Il y a négociation quand sont réunies quatre conditions : 1) une volonté commune de résoudre le différend par l’échange, et non par la violence ; 2) quand les parties sont en co-présence, à portée de voix et de corps ; 3) quand il y a alternance des tours de parole, échange d’arguments, et non monologues ; et 4) quand les deux parties acceptent de concéder, c’est-à-dire de se désister, partiellement ou totalement, de certaines de leurs prétentions.

Ce mécanisme qu’est une négociation n’est jamais premier ; on y pense qu’après, quand les autres mécanismes n’ont pas fonctionné.

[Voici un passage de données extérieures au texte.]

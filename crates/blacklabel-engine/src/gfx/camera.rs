use glam::{Mat4, Vec3};

/// Right-handed perspective camera (wgpu depth range 0..1).
///
/// Like most scene graphs, changing `fov_y_degrees`, `aspect`, `near` or
/// `far` takes effect only after [`update_projection_matrix`].
///
/// [`update_projection_matrix`]: PerspectiveCamera::update_projection_matrix
#[derive(Debug, Copy, Clone, PartialEq)]
pub struct PerspectiveCamera {
    pub fov_y_degrees: f32,
    pub aspect: f32,
    pub near: f32,
    pub far: f32,
    pub position: Vec3,
    pub up: Vec3,
    target: Vec3,
    projection: Mat4,
}

impl PerspectiveCamera {
    pub fn new(fov_y_degrees: f32, aspect: f32, near: f32, far: f32) -> Self {
        let mut camera = Self {
            fov_y_degrees,
            aspect,
            near,
            far,
            position: Vec3::ZERO,
            up: Vec3::Y,
            target: Vec3::NEG_Z,
            projection: Mat4::IDENTITY,
        };
        camera.update_projection_matrix();
        camera
    }

    pub fn set_aspect(&mut self, aspect: f32) {
        self.aspect = aspect;
    }

    /// Rebuilds the projection from the current parameters.
    ///
    /// A non-finite or non-positive aspect keeps the previous projection.
    pub fn update_projection_matrix(&mut self) {
        if !(self.aspect.is_finite() && self.aspect > 0.0) {
            log::debug!("camera aspect {} ignored; keeping previous projection", self.aspect);
            return;
        }
        self.projection = Mat4::perspective_rh(
            self.fov_y_degrees.to_radians(),
            self.aspect,
            self.near,
            self.far,
        );
    }

    /// Points the camera at `target`.
    pub fn look_at(&mut self, target: Vec3) {
        self.target = target;
    }

    pub fn target(&self) -> Vec3 {
        self.target
    }

    pub fn projection(&self) -> Mat4 {
        self.projection
    }

    pub fn view(&self) -> Mat4 {
        Mat4::look_at_rh(self.position, self.target, self.up)
    }

    pub fn view_projection(&self) -> Mat4 {
        self.projection * self.view()
    }
}
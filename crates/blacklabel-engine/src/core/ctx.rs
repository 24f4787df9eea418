use winit::window::{Window, WindowId};

use crate::coords::Viewport;
use crate::device::{Gpu, SurfaceErrorAction};
use crate::paint::Color;
use crate::render::{RenderCtx, RenderTarget};
use crate::time::FrameTime;
use crate::window::RuntimeCtx;

use super::app::AppControl;

/// Per-window handles and immutable window metadata.
pub struct WindowCtx<'a> {
    pub id: WindowId,
    pub window: &'a Window,
}

impl<'a> WindowCtx<'a> {
    /// Logical window size.
    pub fn viewport(&self) -> Viewport {
        logical_viewport(self.window)
    }

    pub fn scale_factor(&self) -> f32 {
        self.window.scale_factor() as f32
    }
}

pub(crate) fn logical_viewport(window: &Window) -> Viewport {
    let logical: winit::dpi::LogicalSize<f64> =
        window.inner_size().to_logical(window.scale_factor());
    Viewport::new(logical.width as f32, logical.height as f32)
}

/// Per-frame context passed to `core::App::on_frame`.
///
/// Lifetimes:
/// - `'a` is the duration of the callback invocation
/// - `'w` is the window-borrow lifetime carried by `Gpu<'w>`
pub struct FrameCtx<'a, 'w> {
    pub window: WindowCtx<'a>,
    pub gpu: &'a mut Gpu<'w>,
    pub time: FrameTime,
    pub runtime: &'a mut RuntimeCtx,
}

impl<'a, 'w> FrameCtx<'a, 'w> {
    /// Clears the surface with `clear`, calls `draw` with a ready [`RenderCtx`]
    /// and [`RenderTarget`], then presents the frame.
    ///
    /// Surface errors never reach `draw`: the frame is skipped, or `Exit` is
    /// returned when the error is fatal.
    pub fn render<F>(&mut self, clear: Color, draw: F) -> AppControl
    where
        F: FnOnce(&RenderCtx<'_>, &mut RenderTarget<'_>),
    {
        let viewport = self.window.viewport();
        let scale_factor = self.window.scale_factor();
        let surface_size = self.gpu.size();

        let mut frame = match self.gpu.begin_frame() {
            Ok(f) => f,
            Err(err) => {
                return match self.gpu.handle_surface_error(err) {
                    SurfaceErrorAction::Fatal => AppControl::Exit,
                    _ => AppControl::Continue,
                };
            }
        };

        // Clear pass, dropped before the encoder moves into submit().
        {
            let _rpass = frame.encoder.begin_render_pass(&wgpu::RenderPassDescriptor {
                label: Some("blacklabel clear"),
                color_attachments: &[Some(wgpu::RenderPassColorAttachment {
                    view: &frame.view,
                    resolve_target: None,
                    ops: wgpu::Operations {
                        load: wgpu::LoadOp::Clear(clear.to_wgpu()),
                        store: wgpu::StoreOp::Store,
                    },
                    depth_slice: None,
                })],
                depth_stencil_attachment: None,
                timestamp_writes: None,
                occlusion_query_set: None,
                multiview_mask: None,
            });
        }

        let rctx = RenderCtx::new(
            self.gpu.device(),
            self.gpu.queue(),
            self.gpu.surface_format(),
            viewport,
            scale_factor,
            (surface_size.width, surface_size.height),
        );

        {
            let mut target = RenderTarget::new(&mut frame.encoder, &frame.view);
            draw(&rctx, &mut target);
        }

        self.window.window.pre_present_notify();
        self.gpu.submit(frame);

        AppControl::Continue
    }
}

Car, la plupart du temps, nous estimons que nous n’avons pas à mettre de l’eau dans notre vin, que notre cause est juste et que l’autre a tort…

Nous asseoir à une table de négociation suppose que cet autre a fait le même cheminement que le nôtre, et que nous sommes tous deux conscients d’être dans une impasse. C’est une première raison d’entrée en négociation : la certitude que nous n’arriverons pas à imposer à l’autre notre volonté, et que ce dernier ne pourra pas nous imposer la sienne.

Une deuxième est relative à ce qui a motivé notre entrée en conflit avec cet autrui : il détient l’accès, partiel ou total, aux ressources ou aux droits dont nous revendiquons l’usage : nous n’y avons pas accès directement ; il nous faut son accord. Et comme nous détenons l’accès, partiel ou total, aux ressources ou aux droits dont il revendique l’usage, lui comme nous comprenons très vite l’intérêt à définir ensemble une formule d’accord où nous échangerions, en quelque sorte, nos droits d’accès.

Cette formule d’échange fonctionne sur un principe séculaire : sacrifier quelque chose, de moindre valeur à nos yeux pour, en retour, obtenir autre chose, mais de plus grande valeur. Les deux abandonnent donc une part de leurs prétentions. Cette réciprocité des concessions fonde le compromis.

Qu’est-ce qu’un compromis ? La mise en compatibilité de d’options présentées comme rivales, avec des désistements des uns conditionnés aux désistements des autres, et où chaque partie accepte de surseoir provisoirement à la satisfaction de ses exigences si le nouvel état du monde créé par leur coopération est jugé supérieur en gains à l’ancien état du monde, qui était fondé, lui, sur leur compétition.

Je laisse ici de côté le problème de la fausse concession, autrement dit du marchandage, qui est à mes yeux une pratique totalement inutile : l’autre, en retour, faisant de même, la probabilité de se rencontrer dans une ZOPA, zone possible d’accord, est quasi nulle… Donc : pourquoi concéder ? On peut répondre de plusieurs façons.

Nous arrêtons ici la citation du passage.